8.3 Non-Solicitation
and Other Restrictions. During the Non-Competition Period, Seller
shall not, directly or in conjunction with any person or entity: (a) solicit
or
induce in any manner or attempt to induce in any manner, any Person who is
at
such time, or was prior to the Closing Date, any employee of the Company to
terminate or reduce their employment or other service relationship with the
Company, or in any way interfere with the relationship between the Company
and
any such employee, or otherwise recruit, solicit, or attempt to do any of the
foregoing described in this subsection (a) with respect to any employee of
the
Company; (b) solicit or otherwise attempt to encourage or induce, or assist
any
other person or entity in encouraging or inducing, any customer of the Company
to cease doing business with, reduce doing business with or divert current
business or future business opportunities from the Company; (c) in any way
interfere with, or assist any other person or entity in interfering with, the
relationship between the Company and any of its customers; or (d) attempt or
develop any plan, or assist any other person or entity in their attempt or
their
development of any plan, to do any of the foregoing.
8.4 Covenant
Independent.
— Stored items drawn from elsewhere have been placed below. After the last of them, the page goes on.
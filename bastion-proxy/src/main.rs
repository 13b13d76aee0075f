//! Bastion Proxy Engine
//!
//! The Tokio engine that binds the listener, runs the background health prober
//! and maintenance sweep, and drives one connection worker per client.

#![deny(missing_docs)]

mod config;
mod error;
mod forward;
mod handler;
mod health_check;
mod maintenance;
mod response;
mod server;
mod state;
#[cfg(test)]
mod test_support;

use std::net::SocketAddr;
use std::path::PathBuf;
use std::sync::Arc;

use anyhow::Context;
use bastion_admin::SnapshotSource;
use clap::Parser;
use tokio::net::TcpListener;
use tracing_subscriber::{layer::SubscriberExt, util::SubscriberInitExt, EnvFilter};

use crate::state::ProxyState;

/// Weighted L4/L7 load balancer with rate limiting and response caching.
#[derive(Debug, Parser)]
#[command(name = "bastion", version, about)]
struct Args {
    /// TOML configuration file. Built-in defaults are used when omitted.
    #[arg(short, long)]
    config: Option<PathBuf>,

    /// Override the proxy listen address.
    #[arg(long)]
    listen: Option<SocketAddr>,

    /// Serve the admin endpoints on this address.
    #[arg(long)]
    admin_listen: Option<SocketAddr>,

    /// Validate the configuration and exit.
    #[arg(long)]
    check: bool,
}

/// The primary entrypoint for the Bastion load balancer.
#[tokio::main]
async fn main() -> anyhow::Result<()> {
    tracing_subscriber::registry()
        .with(tracing_subscriber::fmt::layer())
        .with(EnvFilter::try_from_default_env().unwrap_or_else(|_| EnvFilter::new("info")))
        .init();

    let args = Args::parse();
    let mut config = config::load(args.config.as_deref()).context("loading configuration")?;
    if let Some(listen) = args.listen {
        config.listen = listen;
    }
    if let Some(admin) = args.admin_listen {
        config.admin_listen = Some(admin);
    }

    let state = Arc::new(ProxyState::from_config(&config).context("building proxy state")?);
    if args.check {
        tracing::info!(backends = config.backends.len(), "configuration is valid");
        return Ok(());
    }

    let weights: Vec<u32> = config.backends.iter().map(|b| b.weight).collect();
    tracing::info!(
        listen = %config.listen,
        ?weights,
        rate_limit = %format!(
            "{}/{}s ban {}s",
            config.rate_limit.max_requests, config.rate_limit.window_secs, config.rate_limit.ban_secs
        ),
        cache_ttl_secs = config.cache.ttl_secs,
        "starting Bastion load balancer"
    );

    let health = health_check::prober::spawn_health_checker(
        Arc::clone(&state.pool),
        config.health.clone(),
    );
    let sweeper = maintenance::spawn_maintenance(Arc::clone(&state));

    let admin = match config.admin_listen {
        Some(addr) => {
            let listener = TcpListener::bind(addr)
                .await
                .with_context(|| format!("binding admin listener on {addr}"))?;
            let source: Arc<dyn SnapshotSource> = state.clone();
            Some(tokio::spawn(async move {
                if let Err(e) = bastion_admin::server::start_admin_server(listener, source).await {
                    tracing::error!(error = %e, "admin listener stopped");
                }
            }))
        }
        None => None,
    };

    let listener = TcpListener::bind(config.listen)
        .await
        .with_context(|| format!("binding proxy listener on {}", config.listen))?;
    server::start_server(listener, Arc::clone(&state), shutdown_signal()).await?;

    health.abort();
    sweeper.abort();
    if let Some(admin) = admin {
        admin.abort();
    }

    tracing::info!("shut down gracefully");
    Ok(())
}

async fn shutdown_signal() {
    if let Err(e) = tokio::signal::ctrl_c().await {
        tracing::error!(error = %e, "failed to listen for ctrl-c");
        std::future::pending::<()>().await;
    }
    tracing::info!("shutdown requested");
}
Each restrictive covenant set forth in this Section
8 shall be construed as a covenant independent of any other covenant or
provision of this Agreement, and the existence of any claim or cause of action
against the Company, whether predicated upon another covenant or provision
of
this Agreement or otherwise.
8.5 Court
Proceedings. In any action or proceeding by the Company relating
to or involving the enforcement of this covenant. Further, in any action or
proceeding by the Company to obtain a temporary restraining order and/or
preliminary injunction, Broker hereby agrees to waive the necessity of the
Company posting an injunction bond in order to obtain a temporary restraining
order and/or preliminary injunction. Should the Company's action for
a temporary restraining order and/or motion for preliminary injunction be
granted in whole or in part and should the Company be ultimately unsuccessful
in
obtaining a permanent injunction to enforce the covenant.
8.6 Survival
of Covenants. All restrictive covenants contained in this
Agreement shall survive the termination of this Agreement, and can be assigned
by the Company to an affiliate or successor.
SECTION
9
INDEMNITY
9.1 Indemnification
by Buyer. Buyer shall indemnify Seller and hold it harmless from
and against any and all liabilities, claims, losses, costs and expenses
(including, without limitation, attorneys’ fees) arising out of (a) any failure
by Buyer to perform its obligations under this Agreement and (b) any
misrepresentation or breach of any warranty, representation or agreement of
Buyer under this Agreement, (c) Buyer’s ownership of the Assets or the Business
subsequent to the Closing, and (d) any liabilities of Seller which are being
assumed by Buyer hereunder.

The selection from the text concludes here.